Aside from surrendering tax revenue for cannabis-related businesses, proponents of bans would be shifting whatever problems might be associated with such businesses to neighboring municipalities or even to neighboring states. It is obvious that forcing alcohol purchasers to drive for a half-hour each way to reach the nearest liquor store would have undesirable consequences. Why such NIMBYism (“not in my back yard”) is acceptable with cannabis but not alcohol is mystifying.
How the election results shake out will determine the consequences, and there are a number of different possibilities that could emerge. If only a few rural areas adopt bans, they will turn themselves into isolated islands among a sea of retail commerce that passes them by, and the practical effects will be minimal. If a large fraction of the proposed bans are adopted, especially in populous urban communities such as Newport and Woonsocket, then much of the benefits of the Cannabis Act will be lost to the existing black market that will not be brought under a regulatory and tax structure, and widespread defiance of the law will simply continue as it has for decades. If the middle ground occurs and there are many bans enacted but not too many, then the state will have a patchwork of permissive and restrictive areas scattered essentially at random, and customers will take their patronage to nearby retailers who pay taxes to neighboring jurisdictions.
Where local bans pass, as the black market and loss of revenue become apparent, there will be pressures to reconsider the bans through referenda at nearly every election in the future, until almost every such ban is repealed. In the meantime, the last vestiges of prohibition will keep struggling, zombie-like, against their inevitable demise.

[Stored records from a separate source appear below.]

//! Error types for the cache library
//!
//! Provides unified error handling using thiserror.

use std::sync::Arc;

use thiserror::Error;

// == Cache Error Enum ==
/// Unified error type for the cache and coalescing layers.
///
/// The enum is `Clone` because a single in-flight outcome is shared with
/// every caller joined on the same key.
#[derive(Error, Debug, Clone)]
pub enum CacheError {
    /// Key not found in cache
    #[error("Key not found: {0}")]
    NotFound(String),

    /// Key has expired
    #[error("Key expired: {0}")]
    Expired(String),

    /// Invalid cache key
    #[error("Invalid key: {0}")]
    InvalidKey(String),

    /// Entry larger than the configured byte bound
    #[error("Entry too large for cache: {0}")]
    EntryTooLarge(String),

    /// Cache is full and eviction failed
    #[error("Cache full: {0}")]
    CacheFull(String),

    /// In-flight request was aborted
    #[error("Request aborted: {0}")]
    Aborted(String),

    /// Failure reported by an upstream request function
    #[error("Upstream request failed: {0}")]
    Upstream(Arc<anyhow::Error>),
}

impl CacheError {
    /// True for the two outcomes a cache read treats as a miss.
    pub fn is_miss(&self) -> bool {
        matches!(self, CacheError::NotFound(_) | CacheError::Expired(_))
    }
}

impl From<anyhow::Error> for CacheError {
    fn from(err: anyhow::Error) -> Self {
        CacheError::Upstream(Arc::new(err))
    }
}

// == Result Type Alias ==
/// Convenience Result type for the cache library.
pub type Result<T> = std::result::Result<T, CacheError>;
//! Integration Tests over HTTP
//!
//! Runs the facade against a local HTTP server to verify coalescing,
//! caching and failure behavior with a real network round-trip.

use std::sync::atomic::{AtomicUsize, Ordering};
use std::sync::Arc;
use std::time::Duration;

use axum::extract::{Path, State};
use axum::http::StatusCode;
use axum::routing::get;
use axum::{Json, Router};
use serde_json::{json, Value};

use herdcache::facade::request_key;
use herdcache::{CacheConfig, CachedFetcher};

// == Test Server ==

#[derive(Clone)]
struct ServerState {
    served: Arc<AtomicUsize>,
}

async fn course_handler(
    State(state): State<ServerState>,
    Path(id): Path<u32>,
) -> Json<Value> {
    state.served.fetch_add(1, Ordering::SeqCst);
    // Slow enough for concurrent callers to overlap
    tokio::time::sleep(Duration::from_millis(50)).await;
    Json(json!({ "id": id, "title": format!("Course {}", id) }))
}

async fn unstable_handler(State(state): State<ServerState>) -> (StatusCode, &'static str) {
    state.served.fetch_add(1, Ordering::SeqCst);
    (StatusCode::INTERNAL_SERVER_ERROR, "upstream down")
}

/// Starts a throwaway server on an ephemeral port. Returns its base URL
/// and the request counter.
async fn start_server() -> (String, Arc<AtomicUsize>) {
    let served = Arc::new(AtomicUsize::new(0));
    let state = ServerState {
        served: served.clone(),
    };
    let app = Router::new()
        .route("/courses/:id", get(course_handler))
        .route("/unstable", get(unstable_handler))
        .with_state(state);

    let listener = tokio::net::TcpListener::bind("127.0.0.1:0").await.unwrap();
    let addr = listener.local_addr().unwrap();
    tokio::spawn(async move {
        axum::serve(listener, app).await.unwrap();
    });

    (format!("http://{}", addr), served)
}

fn fetch_json(
    url: String,
) -> impl FnOnce() -> std::pin::Pin<
    Box<dyn std::future::Future<Output = anyhow::Result<Value>> + Send>,
> {
    move || {
        Box::pin(async move {
            let response = reqwest::get(&url).await?;
            let value = response.error_for_status()?.json::<Value>().await?;
            Ok(value)
        })
    }
}

// == Tests ==

#[tokio::test]
async fn test_concurrent_fetches_hit_server_once() {
    let (base, served) = start_server().await;
    let fetcher: CachedFetcher<Value> =
        CachedFetcher::new("api", &CacheConfig::api_responses());

    let key = request_key("/courses/7", &[]);
    let url = format!("{}/courses/7", base);

    let (a, b) = tokio::join!(
        fetcher.get_or_fetch(&key, None, fetch_json(url.clone())),
        fetcher.get_or_fetch(&key, None, fetch_json(url.clone())),
    );

    let a = a.unwrap();
    let b = b.unwrap();
    assert_eq!(a["id"], 7);
    assert_eq!(a, b);
    assert_eq!(served.load(Ordering::SeqCst), 1);
}

#[tokio::test]
async fn test_cache_hit_skips_the_network() {
    let (base, served) = start_server().await;
    let fetcher: CachedFetcher<Value> =
        CachedFetcher::new("api", &CacheConfig::api_responses());

    let key = request_key("/courses/3", &[]);
    let url = format!("{}/courses/3", base);

    fetcher
        .get_or_fetch(&key, None, fetch_json(url.clone()))
        .await
        .unwrap();
    let cached = fetcher
        .get_or_fetch(&key, None, fetch_json(url.clone()))
        .await
        .unwrap();

    assert_eq!(cached["id"], 3);
    assert_eq!(served.load(Ordering::SeqCst), 1);
    assert_eq!(fetcher.stats().await.hits, 1);
}

#[tokio::test]
async fn test_expired_entry_goes_back_to_the_server() {
    let (base, served) = start_server().await;
    let fetcher: CachedFetcher<Value> =
        CachedFetcher::new("quick", &CacheConfig::short_lived());

    let key = request_key("/courses/9", &[]);
    let url = format!("{}/courses/9", base);
    let ttl = Some(Duration::from_millis(100));

    fetcher
        .get_or_fetch(&key, ttl, fetch_json(url.clone()))
        .await
        .unwrap();
    tokio::time::sleep(Duration::from_millis(150)).await;
    fetcher
        .get_or_fetch(&key, ttl, fetch_json(url.clone()))
        .await
        .unwrap();

    assert_eq!(served.load(Ordering::SeqCst), 2);
}

#[tokio::test]
async fn test_upstream_failure_is_not_cached() {
    let (base, served) = start_server().await;
    let fetcher: CachedFetcher<Value> =
        CachedFetcher::new("api", &CacheConfig::api_responses());

    let key = request_key("/unstable", &[]);
    let url = format!("{}/unstable", base);

    let first = fetcher.get_or_fetch(&key, None, fetch_json(url.clone())).await;
    assert!(first.is_err());
    assert!(!fetcher.has(&key).await);

    // The failed response was not retained; the retry reaches the server
    let second = fetcher.get_or_fetch(&key, None, fetch_json(url.clone())).await;
    assert!(second.is_err());
    assert_eq!(served.load(Ordering::SeqCst), 2);
}
//! Request Coalescing Module
//!
//! Deduplicates concurrent in-flight requests so that N simultaneous
//! callers for one key trigger exactly one upstream call.

mod coalescer;

pub use coalescer::RequestCoalescer;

UPDATE Nov 9, 2022: Of the 31 municipalities considering bans, 25 voted to allow and six voted to deny licensing of new cannabis-related businesses (“RI Election 2022 — Magaziner, McKee, cannabis sales win big: Democrats sweep all state general offices”, by Michael Bilow, Nov 8, 2022).
*(“News Analysis: Cannabis Proposal Focuses on Medical as Lead-In to Recreational“, by Michael Bilow, Apr 1, 2020)
**(“Pot in Every Pot: RI Legalizes Recreational Cannabis”, by Michael Bilow, May 25, 2022).